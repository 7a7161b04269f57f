//! Built-in ring-3 demo workload.

use alloc::vec;

use crate::memory;
use crate::process::{ProcessImage, KERNEL_STACK_SIZE};
use crate::scheduler::{Machine, SCHEDULER};
use crate::state;

const PAGE_SIZE: u64 = 4096;
const CODE_BASE: u64 = 0x40_0000;
const STACK_BASE: u64 = 0x80_0000;
// Each process gets its own 64 KiB window for code and for stack.
const SLOT_STRIDE: u64 = 0x1_0000;

/// Counts in rbx forever, yielding every 2^20 increments.
///
/// ```text
///     xor  ebx, ebx
/// 1:  inc  rbx
///     test ebx, 0xfffff
///     jnz  1b
///     xor  eax, eax      ; yield
///     syscall
///     jmp  1b
/// ```
const SPINNER: &[u8] = &[
    0x31, 0xdb, 0x48, 0xff, 0xc3, 0xf7, 0xc3, 0xff, 0xff, 0x0f, 0x00, 0x75, 0xf5, 0x31, 0xc0,
    0x0f, 0x05, 0xeb, 0xef,
];

/// Yields eight times, then exits.
///
/// ```text
///     mov  r12d, 8
/// 1:  xor  eax, eax      ; yield
///     syscall
///     dec  r12d
///     jnz  1b
///     mov  eax, 1        ; exit
///     syscall
///     ud2
/// ```
const WORKER: &[u8] = &[
    0x41, 0xbc, 0x08, 0x00, 0x00, 0x00, 0x31, 0xc0, 0x0f, 0x05, 0x41, 0xff, 0xcc, 0x75, 0xf7,
    0xb8, 0x01, 0x00, 0x00, 0x00, 0x0f, 0x05, 0x0f, 0x0b,
];

#[derive(Clone, Copy, Debug, PartialEq, Eq)]
pub enum Program {
    Spinner,
    Worker,
}

impl Program {
    /// Demo slots alternate spinner, worker, spinner, ...
    pub fn for_slot(slot: usize) -> Program {
        if slot % 2 == 0 {
            Program::Spinner
        } else {
            Program::Worker
        }
    }

    pub fn code(self) -> &'static [u8] {
        match self {
            Program::Spinner => SPINNER,
            Program::Worker => WORKER,
        }
    }
}

/// Where slot `slot` lives: (code base, initial stack pointer).
pub fn layout(slot: usize) -> (u64, u64) {
    let offset = slot as u64 * SLOT_STRIDE;
    (CODE_BASE + offset, STACK_BASE + offset + PAGE_SIZE)
}

/// Copies `program` into a fresh user page, gives it a stack page and a
/// heap-allocated kernel stack, and spawns it.
fn load(slot: usize, program: Program, address_space: u64, hw: &impl Machine) -> Option<u64> {
    let (code_base, stack_top) = layout(slot);

    let code_phys = memory::alloc_frame()?.as_u64();
    let stack_phys = memory::alloc_frame()?.as_u64();
    let code = program.code();
    unsafe {
        core::ptr::copy_nonoverlapping(
            code.as_ptr(),
            state::phys_to_virt(code_phys) as *mut u8,
            code.len(),
        );
        if let Err(e) = memory::map_user_page(code_base, code_phys) {
            klog_error!("demo {}: mapping code failed: {}", slot, e);
            return None;
        }
        if let Err(e) = memory::map_user_page(stack_top - PAGE_SIZE, stack_phys) {
            klog_error!("demo {}: mapping stack failed: {}", slot, e);
            return None;
        }
    }

    // Lives as long as the kernel; slots are not reclaimed at exit.
    let kernel_stack = vec![0u8; KERNEL_STACK_SIZE].leak();
    let kernel_stack_top = (kernel_stack.as_ptr() as u64 + KERNEL_STACK_SIZE as u64) & !0xF;

    let image = ProcessImage {
        entry: code_base,
        user_stack_top: stack_top,
        kernel_stack_top,
        address_space,
    };
    let handle = SCHEDULER.spawn(&image, hw)?;
    SCHEDULER.pid_of(handle)
}

/// Spawns `count` demo processes. Returns how many made it.
pub fn spawn_demo(count: usize, hw: &impl Machine) -> usize {
    let (root, _) = x86_64::registers::control::Cr3::read();
    let address_space = root.start_address().as_u64();

    let mut spawned = 0;
    for slot in 0..count {
        let program = Program::for_slot(slot);
        match load(slot, program, address_space, hw) {
            Some(pid) => {
                klog_info!("demo: pid {} runs {:?}", pid, program);
                spawned += 1;
            }
            None => {
                klog_warn!("demo: slot {} not started", slot);
                break;
            }
        }
    }
    spawned
}

#[cfg(test)]
mod tests {
    use super::*;

    #[test]
    fn slots_alternate_programs() {
        assert_eq!(Program::for_slot(0), Program::Spinner);
        assert_eq!(Program::for_slot(1), Program::Worker);
        assert_eq!(Program::for_slot(4), Program::Spinner);
    }

    #[test]
    fn programs_fit_in_one_page_and_end_in_a_jump_or_trap() {
        for program in [Program::Spinner, Program::Worker] {
            let code = program.code();
            assert!(code.len() as u64 <= PAGE_SIZE);
            let tail = &code[code.len() - 2..];
            assert!(*tail == [0xeb, 0xef] || *tail == [0x0f, 0x0b]);
        }
    }

    #[test]
    fn slot_windows_do_not_overlap() {
        let (code0, stack0) = layout(0);
        let (code1, stack1) = layout(1);
        assert_eq!(code1 - code0, SLOT_STRIDE);
        assert_eq!(stack1 - stack0, SLOT_STRIDE);
        assert!(code0 + PAGE_SIZE <= code1);
        assert!(layout(crate::process::MAX_PROCS - 1).0 < STACK_BASE);
    }
}
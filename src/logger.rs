//! Leveled kernel log.
//!
//! Every line goes to three places: the COM1 serial port, the framebuffer
//! console (once one exists) and a short in-memory history that can be
//! drained later. Host test builds only keep the history.

use alloc::collections::VecDeque;
use alloc::string::String;
use alloc::vec::Vec;
use core::fmt::{self, Write};
use core::sync::atomic::{AtomicU8, Ordering};
use lazy_static::lazy_static;
use spin::Mutex;

#[derive(Clone, Copy, Debug, PartialEq, Eq, PartialOrd, Ord)]
#[repr(u8)]
pub enum Level {
    Error = 0,
    Warn = 1,
    Info = 2,
    Debug = 3,
    Trace = 4,
}

impl Level {
    pub fn tag(self) -> &'static str {
        match self {
            Level::Error => "ERROR",
            Level::Warn => "WARN",
            Level::Info => "INFO",
            Level::Debug => "DEBUG",
            Level::Trace => "TRACE",
        }
    }

    /// Parses a level name as written in the boot config.
    pub fn parse(name: &str) -> Option<Level> {
        const NAMES: [(&str, Level); 6] = [
            ("error", Level::Error),
            ("warn", Level::Warn),
            ("warning", Level::Warn),
            ("info", Level::Info),
            ("debug", Level::Debug),
            ("trace", Level::Trace),
        ];
        NAMES
            .iter()
            .find(|(n, _)| n.eq_ignore_ascii_case(name.trim()))
            .map(|&(_, level)| level)
    }
}

impl fmt::Display for Level {
    fn fmt(&self, f: &mut fmt::Formatter<'_>) -> fmt::Result {
        f.write_str(self.tag())
    }
}

static THRESHOLD: AtomicU8 = AtomicU8::new(Level::Info as u8);

// Keep the last 64 lines around for whoever wants to replay them.
const HISTORY_LINES: usize = 64;

/// Bounded line buffer; the oldest line goes when a new one does not fit.
struct History {
    lines: VecDeque<String>,
    capacity: usize,
}

impl History {
    fn new(capacity: usize) -> Self {
        History { lines: VecDeque::with_capacity(capacity), capacity }
    }

    fn push(&mut self, line: String) {
        if self.lines.len() == self.capacity {
            self.lines.pop_front();
        }
        self.lines.push_back(line);
    }

    fn drain(&mut self) -> Vec<String> {
        self.lines.drain(..).collect()
    }
}

lazy_static! {
    static ref HISTORY: Mutex<History> = Mutex::new(History::new(HISTORY_LINES));
}

pub fn set_level(level: Level) {
    THRESHOLD.store(level as u8, Ordering::Relaxed);
}

#[inline]
pub fn enabled(level: Level) -> bool {
    level as u8 <= THRESHOLD.load(Ordering::Relaxed)
}

/// Formats and emits one log line. Callers do not add a trailing newline.
pub fn log_args(level: Level, args: fmt::Arguments<'_>) {
    if !enabled(level) {
        return;
    }

    let mut line = String::new();
    let _ = write!(line, "[{}] {}", level.tag(), args);

    with_irqs_masked(|| {
        emit_hardware(level, &line);
        HISTORY.lock().push(line);
    });
}

/// Takes every buffered line, oldest first.
pub fn drain() -> Vec<String> {
    with_irqs_masked(|| HISTORY.lock().drain())
}

#[cfg(not(test))]
fn emit_hardware(level: Level, line: &str) {
    crate::serial::write_line(line);
    if level <= Level::Info {
        crate::writer::print(line);
        crate::writer::print("\n");
    }
}

#[cfg(test)]
fn emit_hardware(_level: Level, _line: &str) {}

#[cfg(not(test))]
fn with_irqs_masked<R>(f: impl FnOnce() -> R) -> R {
    x86_64::instructions::interrupts::without_interrupts(f)
}

#[cfg(test)]
fn with_irqs_masked<R>(f: impl FnOnce() -> R) -> R {
    f()
}

// ---------------------------------------------------------------------------
// Macros
// ---------------------------------------------------------------------------

#[macro_export]
macro_rules! klog {
    ($level:expr, $($arg:tt)*) => {
        $crate::logger::log_args($level, ::core::format_args!($($arg)*))
    };
}

#[macro_export]
macro_rules! klog_error {
    ($($arg:tt)*) => {
        $crate::klog!($crate::logger::Level::Error, $($arg)*)
    };
}

#[macro_export]
macro_rules! klog_warn {
    ($($arg:tt)*) => {
        $crate::klog!($crate::logger::Level::Warn, $($arg)*)
    };
}

#[macro_export]
macro_rules! klog_info {
    ($($arg:tt)*) => {
        $crate::klog!($crate::logger::Level::Info, $($arg)*)
    };
}

#[macro_export]
macro_rules! klog_debug {
    ($($arg:tt)*) => {
        $crate::klog!($crate::logger::Level::Debug, $($arg)*)
    };
}

#[macro_export]
macro_rules! klog_trace {
    ($($arg:tt)*) => {
        $crate::klog!($crate::logger::Level::Trace, $($arg)*)
    };
}

#[cfg(test)]
mod tests {
    use super::*;

    #[test]
    fn level_names_parse_case_insensitively() {
        assert_eq!(Level::parse("DEBUG"), Some(Level::Debug));
        assert_eq!(Level::parse(" warning "), Some(Level::Warn));
        assert_eq!(Level::parse("trace"), Some(Level::Trace));
        assert_eq!(Level::parse("loud"), None);
    }

    #[test]
    fn levels_order_by_verbosity() {
        assert!(Level::Error < Level::Warn);
        assert!(Level::Debug < Level::Trace);
    }

    #[test]
    fn history_keeps_newest_lines_in_order() {
        let mut history = History::new(HISTORY_LINES);
        for i in 0..HISTORY_LINES + 6 {
            history.push(alloc::format!("line {}", i));
        }

        let lines = history.drain();
        assert_eq!(lines.len(), HISTORY_LINES);
        assert_eq!(lines[0], "line 6");
        assert_eq!(lines[HISTORY_LINES - 1], alloc::format!("line {}", HISTORY_LINES + 5));
        assert!(history.drain().is_empty());
    }
}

────────────────

ASSIGNMENT -> Go through the records above. Copy each line in which the string "Option" appears.

ANSWER FOR THIS EXERCISE ->
fn load(slot: usize, program: Program, address_space: u64, hw: &impl Machine) -> Option<u64> {
    pub fn parse(name: &str) -> Option<Level> {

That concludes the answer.